スタートアップ企業では、資金調達手段として「J-KISS型新株予約権」が広く利用されています。
これは法的には新株予約権ですが、経済的な性質としては優先分配を受ける株式と同様の権利を有しており、ストックオプション(SO)の制度設計や株価評価に直接的な影響を及ぼします。
J-KISS型新株予約権とは?
J-KISS型新株予約権は、投資家が払込金額を出資し、将来的に株式に転換できる新株予約権です。
大きな特徴は、残余財産の優先分配を受ける権利が付されている点にあります。
そのため、経済的には「優先株式」と同等の取扱いを受けることになります。
税務上の位置づけ ― 優先株式としての評価
国税庁Q&Aでも明示されているとおり、J-KISS型新株予約権は優先株式と同様に扱って差し支えないとされています。

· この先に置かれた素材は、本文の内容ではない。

//! Error types for each layer.
//!
//! Lower layers return a specific kind; [`AuthError`] wraps them without
//! collapsing, so callers can tell a service outage from bad credentials.

use std::path::PathBuf;
use std::time::Duration;

use chrono::{DateTime, Utc};
use rust_decimal::Decimal;

/// Errors from the challenge-solving service.
#[derive(Debug, thiserror::Error)]
pub enum SolveError {
    #[error("challenge submit failed: {0}")]
    SubmitFailed(String),

    #[error("challenge solve failed: {0}")]
    SolveFailed(String),

    #[error("challenge not solved within {}s", .elapsed.as_secs())]
    TimedOut { elapsed: Duration },

    #[error("solver balance {balance} is below the per-solve minimum {minimum}")]
    InsufficientBalance { balance: Decimal, minimum: Decimal },

    #[error("solver rejected the request: {0}")]
    Rejected(String),

    #[error("solver request failed: {0}")]
    Transport(#[from] reqwest::Error),

    #[error("solver wait cancelled")]
    Cancelled,
}

/// Errors from the on-disk token cache.
#[derive(Debug, thiserror::Error)]
pub enum CacheError {
    #[error("failed to read token cache {path:?}: {source}")]
    Read {
        path: PathBuf,
        #[source]
        source: std::io::Error,
    },

    #[error("failed to parse token cache {path:?}: {source}")]
    Parse {
        path: PathBuf,
        #[source]
        source: serde_json::Error,
    },

    #[error("failed to write token cache {path:?}: {source}")]
    Write {
        path: PathBuf,
        #[source]
        source: std::io::Error,
    },
}

/// Errors from the browser-driven login flow.
#[derive(Debug, thiserror::Error)]
pub enum LoginError {
    #[error("no element found for the {0} field")]
    FieldNotFound(&'static str),

    #[error("challenge could not be resolved: {0}")]
    ChallengeUnresolved(#[source] SolveError),

    #[error("authenticated page not reached within {}s", .0.as_secs())]
    LoginTimeout(Duration),

    #[error("no token found in client-side storage")]
    TokenNotFound,

    #[error("browser operation failed: {0}")]
    Browser(String),

    #[error("browser unavailable: {0}")]
    BrowserUnavailable(String),

    #[error("login cancelled")]
    Cancelled,
}

/// Errors surfaced by [`crate::manager::TokenManager`].
#[derive(Debug, thiserror::Error)]
pub enum AuthError {
    #[error("no token available and no way to acquire one")]
    NoTokenAvailable,

    #[error(transparent)]
    Login(#[from] LoginError),

    #[error("solver balance {balance} is below the per-solve minimum {minimum}")]
    InsufficientBalance { balance: Decimal, minimum: Decimal },

    #[error(transparent)]
    Solver(SolveError),

    #[error(transparent)]
    Cache(#[from] CacheError),

    #[error("token already expired or inside the renewal margin (expiry {expiry})")]
    ExpiredToken { expiry: DateTime<Utc> },

    #[error("credentials unavailable: {0}")]
    Credentials(String),

    #[error("no challenge solver configured")]
    SolverUnavailable,
}

impl From<SolveError> for AuthError {
    fn from(err: SolveError) -> Self {
        match err {
            SolveError::InsufficientBalance { balance, minimum } => {
                AuthError::InsufficientBalance { balance, minimum }
            }
            other => AuthError::Solver(other),
        }
    }
}

impl AuthError {
    /// Whether retrying the same attempt later might succeed without operator action.
    pub fn is_retryable(&self) -> bool {
        match self {
            AuthError::Login(LoginError::LoginTimeout(_))
            | AuthError::Login(LoginError::Browser(_))
            | AuthError::Login(LoginError::TokenNotFound)
            | AuthError::Cache(CacheError::Write { .. }) => true,
            AuthError::Login(LoginError::ChallengeUnresolved(inner)) | AuthError::Solver(inner) => {
                matches!(
                    inner,
                    SolveError::TimedOut { .. } | SolveError::Transport(_) | SolveError::SolveFailed(_)
                )
            }
            _ => false,
        }
    }
}

#[cfg(test)]
mod tests {
    use super::*;

    #[test]
    fn insufficient_balance_keeps_its_kind() {
        let err: AuthError = SolveError::InsufficientBalance {
            balance: Decimal::new(1, 3),
            minimum: Decimal::new(3, 3),
        }
        .into();
        assert!(matches!(err, AuthError::InsufficientBalance { .. }));
        assert!(!err.is_retryable());
    }

    #[test]
    fn timeouts_are_retryable_but_missing_fields_are_not() {
        let timeout = AuthError::Login(LoginError::ChallengeUnresolved(SolveError::TimedOut {
            elapsed: Duration::from_secs(120),
        }));
        assert!(timeout.is_retryable());

        let field = AuthError::Login(LoginError::FieldNotFound("email"));
        assert!(!field.is_retryable());
        assert!(!AuthError::NoTokenAvailable.is_retryable());
    }
}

したがって、税制適格SOの行使価額要件を確認する際には、普通株式の評価にあたって以下のプロセスを取る必要があります。
- 純資産価額を算定
- 優先株式およびJ-KISS新株予約権に配分される分を控除
- 残余部分を普通株式に按分して1株当たり価額を計算
普通株式評価への影響
J-KISS型新株予約権を「普通株式扱い」で評価してしまうと、
- 優先分配分を控除せずに残余資産を按分
- 普通株式1株当たり価額が実態より低く算出される
- 結果として行使価額が「時価未満」となり、税制非適格SOに判定されるリスク
という誤りが生じます。
つまり、J-KISSを優先株式として正しく評価することは、適格要件の維持に直結します。
実務上のチェックポイント
- 投資契約・新株予約権の内容確認
- 優先分配権が付されているかを確認
- 評価計算での控除処理
- J-KISS分配を差し引いた残余を普通株に按分
- 監査法人・税理士との連携
- 税務・会計双方で整合性を確認
まとめ
J-KISS型新株予約権は、法形式上は新株予約権ですが、実質的には優先株式と同様に評価しなければなりません。
普通株式評価の分母・分配構造を誤ると、税制適格SOの要件を満たさず、行使時に給与課税が生じるおそれがあります。
制度設計時には、必ず契約内容に基づいた株価評価を行い、専門家のチェックを受けることが肝要です。